Black Spot On Roses

Learn what black spot is, how it affects roses, and what you can do to prevent and get rid of it.

Roses are one of the most beautiful flowers found in gardens across the globe. They are also known to be among the most difficult to care for. Blackspot is a common problem that plagues roses. Learn how to identify, prevent, and treat blackspot on your roses.

WHAT IS BLACKSPOT?

Blackspot is a fungus that looks like black spots of different shapes and sizes on the leaves of a rosebush or plant. The affected leaves will eventually turn yellow, brown and fall off. One-year-old canes can be infected too. They develop raised purplish-red spots of different shapes and sizes. Eventually they become black.

Although blackspot can only be transmitted by water droplets, it can survive winters on infected canes and old infected leaves under the plant. When a plant becomes wet and stays damp for at least seven hours, blackspot can develop. It will begin at the lower leaves of the plant and work its way up during the warm growing season. If a plant is severely infected, all foliage could disappear. It is indeed an unsightly problem.



PREVENTION

There are several ways to prevent blackspot from attacking your rose plants. First, determine if the plant's site is appropriate. For example, does it have enough air circulation around it to dry off after a soaking rain? Perhaps a grouping of rose bushes is spaced too close together. Consider transplanting them further apart to increase air circulation among the plants. Make sure the site you choose received plenty of sunlight.

Second, don't water late in the day. If the sun has gone down for the day and you've just watered your roses, chances are that's enough for the fungus to infect your plant. Remember that when you do water your roses don't soak or mist the foliage. Try to water at the ground level.

Third, when fall comes and you're cleaning up the garden, remember to rake up any remaining leaves that have fallen from your rose plant. They may not be infected, but clearing them away from your plant greatly reduces the chance that blackspot will strike the next Spring. Don't compost any infected material because you could redistribute the fungi.
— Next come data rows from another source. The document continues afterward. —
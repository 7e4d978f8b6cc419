//! Dense tensor type definition and basic operations
//!
//! This module defines the core `DenseND<T>` type and provides basic creation
//! and accessor methods. Matricization lives in `shape_ops`, random
//! initialization in `creation`.

use crate::error::ShapeError;
use scirs2_core::ndarray_ext::{Array, ArrayView, Dimension, IxDyn};
use scirs2_core::numeric::Num;

/// Dense N-dimensional tensor backed by scirs2_core's ndarray
///
/// Sample batches are stored with the sample index as the leading axis,
/// e.g. an input batch of shape `(N, I_1, ..., I_M)`.
///
/// # Memory Layout
///
/// Tensors are always C-contiguous (row-major). Every constructor produces
/// standard layout, so flattening a tensor is a zero-copy reinterpretation.
///
/// # Examples
///
/// ```
/// use tenreg_core::DenseND;
///
/// let tensor = DenseND::<f64>::zeros(&[2, 3, 4]);
/// assert_eq!(tensor.shape(), &[2, 3, 4]);
/// assert_eq!(tensor.rank(), 3);
/// ```
#[derive(Clone, PartialEq)]
pub struct DenseND<T> {
    pub(crate) data: Array<T, IxDyn>,
}

impl<T> DenseND<T>
where
    T: Clone + Num,
{
    /// Create a tensor from an existing ndarray
    ///
    /// The array is copied into standard layout if it is not already.
    pub fn from_array(array: Array<T, IxDyn>) -> Self {
        if array.is_standard_layout() {
            Self { data: array }
        } else {
            Self {
                data: array.as_standard_layout().into_owned(),
            }
        }
    }

    /// Create a tensor from a vector with given shape
    ///
    /// # Arguments
    ///
    /// * `vec` - Flattened data in row-major order
    /// * `shape` - Target shape
    ///
    /// # Examples
    ///
    /// ```
    /// use tenreg_core::DenseND;
    ///
    /// let data = vec![1.0, 2.0, 3.0, 4.0, 5.0, 6.0];
    /// let tensor = DenseND::from_vec(data, &[2, 3]).unwrap();
    /// assert_eq!(tensor.shape(), &[2, 3]);
    /// assert!(DenseND::from_vec(vec![1.0, 2.0], &[3]).is_err());
    /// ```
    pub fn from_vec(vec: Vec<T>, shape: &[usize]) -> Result<Self, ShapeError> {
        let expected: usize = shape.iter().product();
        if vec.len() != expected {
            return Err(ShapeError::ElementCount {
                shape: shape.to_vec(),
                expected,
                actual: vec.len(),
            });
        }
        let array = Array::from_shape_vec(IxDyn(shape), vec)
            .map_err(|e| ShapeError::Layout(e.to_string()))?;
        Ok(Self { data: array })
    }

    /// Get the rank (number of dimensions) of this tensor
    pub fn rank(&self) -> usize {
        self.data.ndim()
    }

    /// Get the shape of this tensor
    pub fn shape(&self) -> &[usize] {
        self.data.shape()
    }

    /// Get the total number of elements
    pub fn len(&self) -> usize {
        self.data.len()
    }

    /// Check if the tensor is empty (has zero elements)
    pub fn is_empty(&self) -> bool {
        self.data.is_empty()
    }

    /// Get an immutable reference to the underlying ndarray
    pub fn as_array(&self) -> &Array<T, IxDyn> {
        &self.data
    }

    /// Get an immutable view of the tensor
    pub fn view(&self) -> ArrayView<'_, T, IxDyn> {
        self.data.view()
    }

    /// Create a tensor of zeros
    ///
    /// ```
    /// use tenreg_core::DenseND;
    ///
    /// let tensor = DenseND::<f64>::zeros(&[2, 3, 4]);
    /// assert_eq!(tensor[&[0, 0, 0]], 0.0);
    /// ```
    pub fn zeros(shape: &[usize]) -> Self {
        Self {
            data: Array::zeros(IxDyn(shape)),
        }
    }

    /// Create a tensor of ones
    pub fn ones(shape: &[usize]) -> Self {
        Self {
            data: Array::ones(IxDyn(shape)),
        }
    }

    /// Create a tensor whose element at each multi-index is `f(index)`
    ///
    /// Elements are visited in row-major order.
    ///
    /// ```
    /// use tenreg_core::DenseND;
    ///
    /// let tensor = DenseND::from_fn(&[2, 3], |idx| (idx[0] * 3 + idx[1]) as f64);
    /// assert_eq!(tensor[&[1, 2]], 5.0);
    /// ```
    pub fn from_fn<F>(shape: &[usize], mut f: F) -> Self
    where
        F: FnMut(&[usize]) -> T,
    {
        let data = Array::from_shape_fn(IxDyn(shape), |idx| f(idx.slice()));
        Self { data }
    }

    /// Convert the tensor to a flat vector in row-major order
    pub fn to_vec(&self) -> Vec<T> {
        self.data.iter().cloned().collect()
    }

    /// Create an iterator over all elements in row-major order
    pub fn iter(&self) -> impl Iterator<Item = &T> {
        self.data.iter()
    }
}

#[cfg(test)]
mod tests {
    use super::*;

    #[test]
    fn test_from_vec_rejects_wrong_count() {
        let err = DenseND::from_vec(vec![1.0f64; 5], &[2, 3]).unwrap_err();
        assert_eq!(
            err,
            ShapeError::ElementCount {
                shape: vec![2, 3],
                expected: 6,
                actual: 5,
            }
        );
    }

    #[test]
    fn test_from_fn_row_major() {
        let tensor = DenseND::from_fn(&[2, 2, 2], |idx| (idx[0] * 4 + idx[1] * 2 + idx[2]) as f64);
        assert_eq!(tensor.to_vec(), (0..8).map(|x| x as f64).collect::<Vec<_>>());
    }

    #[test]
    fn test_from_array_non_standard_layout() {
        let arr = Array::from_shape_vec(IxDyn(&[2, 3]), (0..6).map(|x| x as f64).collect())
            .unwrap()
            .reversed_axes();
        let tensor = DenseND::from_array(arr);
        assert_eq!(tensor.shape(), &[3, 2]);
        assert!(tensor.as_array().is_standard_layout());
        assert_eq!(tensor.to_vec(), vec![0.0, 3.0, 1.0, 4.0, 2.0, 5.0]);
    }
}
Fourth, when purchasing roses, try and choose resistant cultivars. Unfortunately, there aren't many, but there are a few. Check out your local nursery and discuss your choices with them. While you're there, take a look at their selection of preventative fungicide sprays for spring application. This will greatly reduce the chance of your plants becoming infected.

TREATMENT

When your roses have blackspot there are a few things you can do to treat them. Remove infected leaves because they will drop anyway. Choose an appropriate fungicide and use according to label instructions. You may have to spray periodically throughout the growing season depending on what type of fungicide you choose. During the fall, prune dead or infected canes from your roses so the fungi cannot overwinter and survive.

STOP AND SMELL THE ROSES

You can take time to stop and smell the roses when you take a little extra time with them. You'll be greatly rewarded with beautiful fragrant blooms and healthy plants overall.